This week’s TGIF considers the decision in Mujkic Family Company Pty Ltd v Clarke & Gee Pty Ltd [2018] TASFC 4, which concerns a rather novel issue – whether a solicitor acting for a shareholder might also owe a duty of care to the company in liquidation.

What happened?

In 2015, the Supreme Court of Queensland ordered that the corporate trustee of a family trust be wound up.

Shortly after, the sole shareholder (who was also the sole director) and an employee of the company retained lawyers in Tasmania and instructed them bring proceedings under s 482 of the Corporations Act 2001 (Cth) to terminate the winding-up.
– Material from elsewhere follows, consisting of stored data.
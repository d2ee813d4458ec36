use anyhow::{Context, Result, anyhow};
use directories::ProjectDirs;
use serde::{Deserialize, Serialize};
use std::{
    fs,
    path::{Path, PathBuf},
};

use crate::credential::SECRET_FILE;

/// Weather fields requested for every hour.
pub const DEFAULT_ELEMENTS: &[&str] = &[
    "datetime",
    "temp",
    "feelslike",
    "humidity",
    "dew",
    "precip",
    "precipprob",
    "snow",
    "windspeed",
    "winddir",
    "pressure",
    "cloudcover",
    "visibility",
    "conditions",
];

/// Client configuration stored on disk.
///
/// Example TOML (every key is optional):
/// ```toml
/// location = "Berlin,DE"
/// timeout_secs = 10
/// secret_file = "/home/me/.config/forecast/secrets"
/// ```
#[derive(Debug, Clone, PartialEq, Eq, Serialize, Deserialize)]
pub struct ForecastConfig {
    /// Timeline endpoint, without the location segment.
    #[serde(default = "default_base_url")]
    pub base_url: String,

    /// Location segment of the request path.
    #[serde(default = "default_location")]
    pub location: String,

    /// Timeout for the whole HTTP request, in seconds.
    #[serde(default = "default_timeout")]
    pub timeout_secs: u64,

    /// Plaintext file holding the API key.
    #[serde(default = "default_secret_file")]
    pub secret_file: PathBuf,

    #[serde(default = "default_elements")]
    pub elements: Vec<String>,
}

fn default_base_url() -> String {
    "https://weather.visualcrossing.com/VisualCrossingWebServices/rest/services/timeline"
        .to_string()
}

fn default_location() -> String {
    "London,UK".to_string()
}

const fn default_timeout() -> u64 {
    30
}

fn default_secret_file() -> PathBuf {
    PathBuf::from(SECRET_FILE)
}

fn default_elements() -> Vec<String> {
    DEFAULT_ELEMENTS.iter().map(|e| (*e).to_string()).collect()
}

impl Default for ForecastConfig {
    fn default() -> Self {
        Self {
            base_url: default_base_url(),
            location: default_location(),
            timeout_secs: default_timeout(),
            secret_file: default_secret_file(),
            elements: default_elements(),
        }
    }
}

impl ForecastConfig {
    /// Load config from the platform config directory, or return defaults if it doesn't exist yet.
    pub fn load() -> Result<Self> {
        let path = Self::config_file_path()?;
        if !path.exists() {
            return Ok(Self::default());
        }

        Self::load_from(&path)
    }

    /// Load config from an explicit path. The file must exist.
    pub fn load_from(path: &Path) -> Result<Self> {
        let contents = fs::read_to_string(path)
            .with_context(|| format!("Failed to read config file: {}", path.display()))?;

        let cfg: ForecastConfig = toml::from_str(&contents)
            .with_context(|| format!("Failed to parse config file: {}", path.display()))?;

        Ok(cfg)
    }

    /// Path to the config file.
    pub fn config_file_path() -> Result<PathBuf> {
        let dirs = ProjectDirs::from("dev", "forecast", "forecast-cli")
            .ok_or_else(|| anyhow!("Could not determine platform config directory"))?;

        Ok(dirs.config_dir().join("config.toml"))
    }

    /// Render as TOML, e.g. for `forecast config`.
    pub fn to_toml(&self) -> Result<String> {
        toml::to_string_pretty(self).context("Failed to serialize configuration to TOML")
    }
}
Those instructions remained in place until May 2016, when the shareholder engaged new solicitors to act for him in the winding-up termination proceedings. While the winding-up was terminated shortly thereafter on the basis the company was clearly solvent, the delay had significantly increased the liquidator’s costs – and so significantly reduced the assets of the company.
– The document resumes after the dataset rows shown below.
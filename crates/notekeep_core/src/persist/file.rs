//! Flat-file JSON backend.
//!
//! # Responsibility
//! - Map a collection key onto `<root>/<key>.json`.
//! - Serialize concurrent writers on the same key with a lock file.
//!
//! # Invariants
//! - Readers never observe a partially written payload (temp file + rename).
//! - Lock acquisition is bounded by `lock_timeout`.
//! - A lock file older than `stale_lock_age` belongs to a dead writer and is
//!   broken.
//! - The lock file is removed when the guard drops, including on error paths.

use super::{PersistError, PersistResult, PersistenceAdapter};
use log::{error, info, warn};
use std::fs::{self, OpenOptions};
use std::io::{self, Write};
use std::path::{Path, PathBuf};
use std::thread;
use std::time::{Duration, Instant, SystemTime};

pub(crate) const BACKEND_NAME: &str = "file";
pub const DEFAULT_LOCK_TIMEOUT: Duration = Duration::from_secs(5);
pub const DEFAULT_STALE_LOCK_AGE: Duration = Duration::from_secs(60);
const LOCK_RETRY_INTERVAL: Duration = Duration::from_millis(10);
const FILE_EXTENSION: &str = "json";

/// JSON file backend rooted at a directory.
#[derive(Debug, Clone)]
pub struct FileAdapter {
    root: PathBuf,
    lock_timeout: Duration,
    stale_lock_age: Duration,
}

impl FileAdapter {
    pub fn new(root: impl Into<PathBuf>) -> Self {
        Self {
            root: root.into(),
            lock_timeout: DEFAULT_LOCK_TIMEOUT,
            stale_lock_age: DEFAULT_STALE_LOCK_AGE,
        }
    }

    pub fn with_lock_timeout(mut self, lock_timeout: Duration) -> Self {
        self.lock_timeout = lock_timeout;
        self
    }

    /// Lock files last modified longer ago than `age` are removed and retaken.
    ///
    /// Keep this well above the longest expected save.
    pub fn with_stale_lock_age(mut self, age: Duration) -> Self {
        self.stale_lock_age = age;
        self
    }

    pub fn root(&self) -> &Path {
        &self.root
    }

    /// Resolves the data file for `key`.
    ///
    /// Keys are plain file names; a trailing `.json` is optional.
    pub fn path_for(&self, key: &str) -> PersistResult<PathBuf> {
        let trimmed = key.trim();
        if trimmed.is_empty()
            || trimmed == "."
            || trimmed == ".."
            || trimmed.contains(['/', '\\', '\0'])
        {
            return Err(PersistError::InvalidKey(key.to_string()));
        }
        let file_name = if Path::new(trimmed)
            .extension()
            .is_some_and(|ext| ext == FILE_EXTENSION)
        {
            trimmed.to_string()
        } else {
            format!("{trimmed}.{FILE_EXTENSION}")
        };
        Ok(self.root.join(file_name))
    }

    fn acquire_lock(&self, key: &str, data_path: &Path) -> PersistResult<LockGuard> {
        let lock_path = sidecar_path(data_path, "lock");
        let started_at = Instant::now();
        loop {
            match OpenOptions::new()
                .write(true)
                .create_new(true)
                .open(&lock_path)
            {
                Ok(_) => return Ok(LockGuard { path: lock_path }),
                Err(err) if err.kind() == io::ErrorKind::AlreadyExists => {
                    if let Some(age) = self.stale_age(&lock_path) {
                        warn!(
                            "event=persist_lock module=persist status=recovered backend=file key={} lock_age_ms={}",
                            key,
                            age.as_millis()
                        );
                        match fs::remove_file(&lock_path) {
                            Ok(()) => continue,
                            Err(err) if err.kind() == io::ErrorKind::NotFound => continue,
                            Err(err) => return Err(PersistError::unavailable(BACKEND_NAME, err)),
                        }
                    }
                    let waited = started_at.elapsed();
                    if waited >= self.lock_timeout {
                        warn!(
                            "event=persist_lock module=persist status=error backend=file key={} duration_ms={} error_code=lock_timeout",
                            key,
                            waited.as_millis()
                        );
                        return Err(PersistError::Timeout {
                            key: key.to_string(),
                            waited,
                        });
                    }
                    thread::sleep(LOCK_RETRY_INTERVAL);
                }
                Err(err) => return Err(PersistError::unavailable(BACKEND_NAME, err)),
            }
        }
    }

    /// Age of the lock at `lock_path` when it is past `stale_lock_age`.
    fn stale_age(&self, lock_path: &Path) -> Option<Duration> {
        let modified = fs::metadata(lock_path).and_then(|meta| meta.modified()).ok()?;
        let age = SystemTime::now().duration_since(modified).ok()?;
        (age >= self.stale_lock_age).then_some(age)
    }
}

impl PersistenceAdapter for FileAdapter {
    fn backend_name(&self) -> &'static str {
        BACKEND_NAME
    }

    fn retrieve(&self, key: &str) -> PersistResult<Option<String>> {
        let path = self.path_for(key)?;
        match fs::read_to_string(&path) {
            Ok(payload) => Ok(Some(payload)),
            Err(err) if err.kind() == io::ErrorKind::NotFound => Ok(None),
            Err(err) => {
                error!(
                    "event=persist_read module=persist status=error backend=file key={} error={}",
                    key, err
                );
                Err(PersistError::unavailable(BACKEND_NAME, err))
            }
        }
    }

    fn read_modify_write(
        &self,
        key: &str,
        update: &mut dyn FnMut(Option<String>) -> PersistResult<String>,
    ) -> PersistResult<()> {
        let started_at = Instant::now();
        let path = self.path_for(key)?;
        fs::create_dir_all(&self.root)
            .map_err(|err| PersistError::unavailable(BACKEND_NAME, err))?;

        let _lock = self.acquire_lock(key, &path)?;
        let current = self.retrieve(key)?;
        let next = update(current)?;

        if let Err(err) = write_atomically(&path, next.as_bytes()) {
            error!(
                "event=persist_write module=persist status=error backend=file key={} duration_ms={} error={}",
                key,
                started_at.elapsed().as_millis(),
                err
            );
            return Err(PersistError::unavailable(BACKEND_NAME, err));
        }

        info!(
            "event=persist_write module=persist status=ok backend=file key={} bytes={} duration_ms={}",
            key,
            next.len(),
            started_at.elapsed().as_millis()
        );
        Ok(())
    }
}

struct LockGuard {
    path: PathBuf,
}

impl Drop for LockGuard {
    fn drop(&mut self) {
        if let Err(err) = fs::remove_file(&self.path) {
            warn!(
                "event=persist_unlock module=persist status=error backend=file path={} error={}",
                self.path.display(),
                err
            );
        }
    }
}

fn sidecar_path(path: &Path, suffix: &str) -> PathBuf {
    let mut name = path.as_os_str().to_os_string();
    name.push(".");
    name.push(suffix);
    PathBuf::from(name)
}

fn write_atomically(path: &Path, bytes: &[u8]) -> io::Result<()> {
    let tmp_path = sidecar_path(path, "tmp");
    let result = (|| {
        let mut file = fs::File::create(&tmp_path)?;
        file.write_all(bytes)?;
        file.sync_all()?;
        fs::rename(&tmp_path, path)
    })();
    if result.is_err() {
        let _ = fs::remove_file(&tmp_path);
    }
    result
}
The company, along with the shareholder and the employee, issued proceedings in negligence against their initial lawyers, alleging that they were negligent in failing to promptly or diligently resolve the termination application, with the result that the liquidator incurred extra costs.

At first instance, Holt AsJ ordered that the claim in negligence be struck out on the basis that it was not even arguable that the lawyers owed the company (ie a non-client) a duty of care.

The company, shareholder and employee then appealed that decision to the Full Bench of the Supreme Court of Tasmania.

Applicable legal principles

Generally speaking, pleadings are liable to be struck out if they do not contain a reasonable cause of action, or the pleaded cause of action is futile.[1] It is not appropriate to strike out a pleading if it raises an arguable point of law.[2] As noted rather bluntly in this case, a pleading should only be struck out when it is “bad beyond argument”.

In relation to a solicitors’ duty in negligence to non-clients, the High Court has recognised that lawyers may owe such a duty in certain limited circumstances. However, for a lawyer to owe a duty in negligence to a non-client, it is necessary to demonstrate that the interests of the client and the non-client are the same – or, in the words of the High Court, that interests of the client and the non-client are “coincident”.[3]

The issue

At first instance, Holt AsJ struck out the pleading in negligence on the basis that the personal interests of the shareholder and the employee were not coincident with those of the company. In other words, his Honour held that it was not even arguable that the lawyers could also owe a duty of care to the company.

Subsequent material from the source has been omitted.